Democracia mezquina

Este año, cuatro de cada 10 ciudadanos serán convocados a las urnas para elegir 12 gubernaturas, mil 533 ayuntamientos y 309 diputados. Será un año de elecciones en 15 entidades de la República, paradójicamente, un enorme obstáculo para los acuerdos entre partidos políticos en un momento que exige transformaciones ante la creciente inconformidad social.

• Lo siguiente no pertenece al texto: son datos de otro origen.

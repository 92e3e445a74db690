//! Hierarchical cost breakdown

use std::collections::{HashMap, HashSet};

use super::trend::{format_cost, EMPTY};
use crate::decode::{round_cents, DecodedRow};
use crate::models::{EntityGroupBy, EntityRef, SunburstGridRow, SunburstNode};
use crate::query::compiler::order_group_bys;
use crate::schema::BillingField;

/// Id of the root node every first-level node hangs from
pub const ROOT_PARENT_ID: &str = "ROOT_PARENT_ID";

const ROOT_NAME: &str = "";

/// Hierarchies the chart is built from
///
/// Up to two levels are charted from one query. Deeper requests are split
/// into one hierarchy without the Kubernetes dimensions and one without the
/// ECS dimensions, since no row carries both.
pub fn split_hierarchy(entities: &[EntityGroupBy]) -> Vec<Vec<EntityGroupBy>> {
    if entities.len() <= 2 {
        return vec![entities.to_vec()];
    }
    let without_kubernetes = entities.iter().copied().filter(|e| !e.is_kubernetes()).collect();
    let without_ecs = entities.iter().copied().filter(|e| !e.is_ecs()).collect();
    vec![without_kubernetes, without_ecs]
}

/// Requested hierarchy in drill-down order
///
/// The compiler prepends `Namespace` to workload group-bys; that column is
/// only a level when the caller asked for it.
pub fn hierarchy_levels(requested: &[EntityGroupBy]) -> Vec<EntityGroupBy> {
    let mut levels = order_group_bys(requested);
    if !requested.contains(&EntityGroupBy::Namespace) {
        levels.retain(|e| *e != EntityGroupBy::Namespace);
    }
    levels
}

fn level_field(entity: EntityGroupBy) -> Option<BillingField> {
    match entity {
        EntityGroupBy::Node | EntityGroupBy::Pod => Some(BillingField::InstanceId),
        other => other.field(),
    }
}

/// Chart levels of a compiled query: its group-by columns that belong to
/// `hierarchy`, in select order, at most two
pub fn chart_levels(group_by_fields: &[BillingField], hierarchy: &[EntityGroupBy]) -> Vec<BillingField> {
    let charted: Vec<BillingField> = hierarchy.iter().copied().filter_map(level_field).collect();
    group_by_fields
        .iter()
        .copied()
        .filter(|f| charted.contains(f))
        .take(2)
        .collect()
}

fn cost(row: &DecodedRow) -> f64 {
    row.double(BillingField::Sum).unwrap_or(0.0)
}

fn cluster_type(row: &DecodedRow, field: BillingField) -> Option<String> {
    if field != BillingField::ClusterId {
        return None;
    }
    row.reference(BillingField::ClusterType).map(|r| r.id.clone())
}

fn node(entity: &EntityRef, parent: &str, value: f64, cluster_type: Option<String>) -> SunburstNode {
    SunburstNode {
        id: entity.id.clone(),
        name: entity.name.clone(),
        parent: parent.to_string(),
        entity_type: entity.entity_type.clone(),
        value,
        cluster_type,
    }
}

/// Build tree nodes from rows grouped by `levels` (one or two fields)
pub fn assemble_nodes(rows: &[DecodedRow], levels: &[BillingField], add_root: bool) -> Vec<SunburstNode> {
    let mut nodes = Vec::new();
    if add_root {
        let total = round_cents(rows.iter().map(cost).sum());
        nodes.push(SunburstNode {
            id: ROOT_PARENT_ID.to_string(),
            name: ROOT_NAME.to_string(),
            parent: String::new(),
            entity_type: "ROOT".to_string(),
            value: total,
            cluster_type: None,
        });
    }

    match levels {
        [first] => {
            for row in rows {
                if let Some(entity) = row.reference(*first) {
                    nodes.push(node(entity, ROOT_PARENT_ID, cost(row), cluster_type(row, *first)));
                }
            }
        }
        [first, second, ..] => {
            // First-level values are summed over their children
            let mut totals: HashMap<&str, f64> = HashMap::new();
            for row in rows {
                if let Some(entity) = row.reference(*first) {
                    *totals.entry(entity.id.as_str()).or_default() += cost(row);
                }
            }

            let mut seen = HashSet::new();
            for row in rows {
                let Some(parent) = row.reference(*first) else {
                    continue;
                };
                if seen.insert(parent.id.clone()) {
                    let total = totals.get(parent.id.as_str()).copied().unwrap_or(0.0);
                    nodes.push(node(
                        parent,
                        ROOT_PARENT_ID,
                        round_cents(total),
                        cluster_type(row, *first),
                    ));
                }
                if let Some(child) = row.reference(*second) {
                    nodes.push(node(child, &parent.id, cost(row), cluster_type(row, *second)));
                }
            }
        }
        [] => {}
    }
    nodes
}

/// Union of node lists, keeping the first node per (id, parent)
pub fn union_nodes(lists: Vec<Vec<SunburstNode>>) -> Vec<SunburstNode> {
    let mut seen = HashSet::new();
    lists
        .into_iter()
        .flatten()
        .filter(|n| seen.insert((n.id.clone(), n.parent.clone())))
        .collect()
}

/// Flat rows of a one-level query: total cost and idle share
pub fn assemble_grid(rows: &[DecodedRow], field: BillingField) -> Vec<SunburstGridRow> {
    rows.iter()
        .filter_map(|row| {
            let entity = row.reference(field)?;
            let total = row.double(BillingField::Sum);
            let idle_cost_percentage = match (total, row.double(BillingField::IdleCost)) {
                (Some(total), Some(idle)) if total != 0.0 => {
                    format!("{}%", round_cents(100.0 * idle / total))
                }
                _ => EMPTY.to_string(),
            };
            Some(SunburstGridRow {
                id: entity.id.clone(),
                name: entity.name.clone(),
                value: total.map_or_else(|| EMPTY.to_string(), format_cost),
                idle_cost_percentage,
            })
        })
        .collect()
}
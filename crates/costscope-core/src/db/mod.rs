//! Execution adapters
//!
//! A [`QueryExecutor`] runs one compiled statement and returns every row,
//! fully read, before releasing its connection.

mod memory;
mod postgres;

pub use memory::StaticExecutor;
pub use postgres::PostgresExecutor;

use async_trait::async_trait;

use crate::decode::ScalarRow;
use crate::error::Result;
use crate::query::CompiledQuery;

/// Runs compiled queries against a billing store
#[async_trait]
pub trait QueryExecutor: Send + Sync {
    /// Whether the store can serve queries right now
    async fn is_available(&self) -> bool;

    /// Execute `query` and return its rows in select order
    async fn query(&self, query: &CompiledQuery) -> Result<Vec<ScalarRow>>;
}
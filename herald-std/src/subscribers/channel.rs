//! Channel adapter for async consumers.
//!
//! [`ChannelSubscriber`] turns the registry's synchronous callbacks into a
//! [`Stream`](futures::Stream) of [`SubscriberEvent`]s. The callback only
//! pushes into an unbounded channel, so the producer thread is never blocked
//! by the consumer; the consumer reads at its own pace, e.g. from a bridge
//! task that forwards events to a scripting runtime.

use futures::channel::mpsc::{UnboundedReceiver, UnboundedSender, unbounded};
use herald_core::{BoxError, DeliveryError, Message, Subscriber};
use std::sync::Arc;

/// An event forwarded by a [`ChannelSubscriber`].
#[derive(Debug, Clone, PartialEq, Eq)]
pub enum SubscriberEvent<N, R> {
    /// A delivered notification.
    Received(N),
    /// A user interaction.
    Response(R),
    /// Delivered notifications were dismissed.
    Dropped,
}

/// Receiving half handed out by [`ChannelSubscriber::new`].
pub type EventStream<N, R> = UnboundedReceiver<SubscriberEvent<N, R>>;

/// A subscriber that forwards every event into a channel.
///
/// Once the [`EventStream`] is dropped, callbacks fail with
/// [`DeliveryError::Closed`]; the registry logs this and carries on. Drop the
/// subscriber (or unregister it) to stop deliveries altogether.
///
/// # Example
///
/// ```rust,ignore
/// let (bridge, mut events) = ChannelSubscriber::new();
/// let _subscription = registry.subscribe(&bridge);
///
/// while let Some(event) = events.next().await {
///     forward_to_script(event);
/// }
/// ```
pub struct ChannelSubscriber<N, R> {
    name: &'static str,
    sender: UnboundedSender<SubscriberEvent<N, R>>,
}

impl<N: Message + Clone, R: Message + Clone> ChannelSubscriber<N, R> {
    /// Creates a subscriber and the stream it feeds.
    pub fn new() -> (Arc<Self>, EventStream<N, R>) {
        Self::named("channel")
    }

    /// Same as [`new`](Self::new) with a custom log name.
    pub fn named(name: &'static str) -> (Arc<Self>, EventStream<N, R>) {
        let (sender, receiver) = unbounded();
        (Arc::new(Self { name, sender }), receiver)
    }

    /// Returns `true` once the receiving side has been dropped.
    pub fn is_closed(&self) -> bool {
        self.sender.is_closed()
    }

    fn forward(&self, event: SubscriberEvent<N, R>) -> Result<(), BoxError> {
        self.sender
            .unbounded_send(event)
            .map_err(|_| DeliveryError::Closed.into())
    }
}

impl<N, R> Subscriber<N, R> for ChannelSubscriber<N, R>
where
    N: Message + Clone,
    R: Message + Clone,
{
    fn on_received(&self, notification: &N) -> Result<(), BoxError> {
        self.forward(SubscriberEvent::Received(notification.clone()))
    }

    fn on_response_received(&self, response: &R) -> Result<(), BoxError> {
        self.forward(SubscriberEvent::Response(response.clone()))
    }

    fn on_dropped(&self) -> Result<(), BoxError> {
        self.forward(SubscriberEvent::Dropped)
    }

    fn name(&self) -> &'static str {
        self.name
    }
}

En cualquier democracia, sea de fondo o meramente instrumental, sucede lo mismo cada vez que hay comicios. Recordemos la sonada derrota de millones de paisanos cuando la reforma migratoria, propuesta por el ex presidente estadounidense George Bush, fue rechazada en la Cámara de Representantes del país vecino -entre otras cosas- debido a la cercanía de los procesos electorales de 2006 y luego de 2008.

El problema en el caso de México, es que ese temor innato de los políticos a la impopularidad en tiempos electorales carece de control alguno, de mecanismos para crear periodos que no se vean contaminados por la competencia entre partidos. Las elecciones aquí generaron una pluralidad política inexistente durante el siglo pasado, pero no los consensos para hacer avanzar al país hacia una dirección concreta, ya no digamos la más conveniente. Los pesos y contrapesos creados para garantizar que todos tuvieran voz y voto derivaron, mal canalizados, en simple división.

Se han planteado diversas soluciones, entre ellas, construir un calendario electoral que permita espacios de concertación. También el presidente Calderón ha propuesto, por ejemplo, obligar al Congreso a legislar dos propuestas enviadas desde el Ejecutivo. Infortunadamente la discusión sigue sin que algo cambie. Mientras no se resuelva el tema de los calendarios electorales seguiremos estancados en la mediocridad de las pulsiones políticas y, por consiguiente, en las sospechas mutuas entre actores públicos sobre los malignos intereses detrás de cualquier iniciativa.

No estamos ante un tema banal. La confianza en la democracia disminuye a gran velocidad. Los mexicanos queríamos una mejor representación, pero suponíamos que la clase política, dotada de una libre competencia, sería capaz de colaborar entre sí en beneficio del país. En lugar de eso descubrimos que sólo los intereses electorales quedaron representados. De esta forma se crea un caldo de cultivo ideal para quienes desde lo más alto y lo más bajo abogan por las bondades del autoritarismo frente a la ineficiente democracia.

2010 es un año que despierta nerviosismo. Ojalá los responsables de conjurar esos temores asuman su responsabilidad y defiendan lo que México merece ser.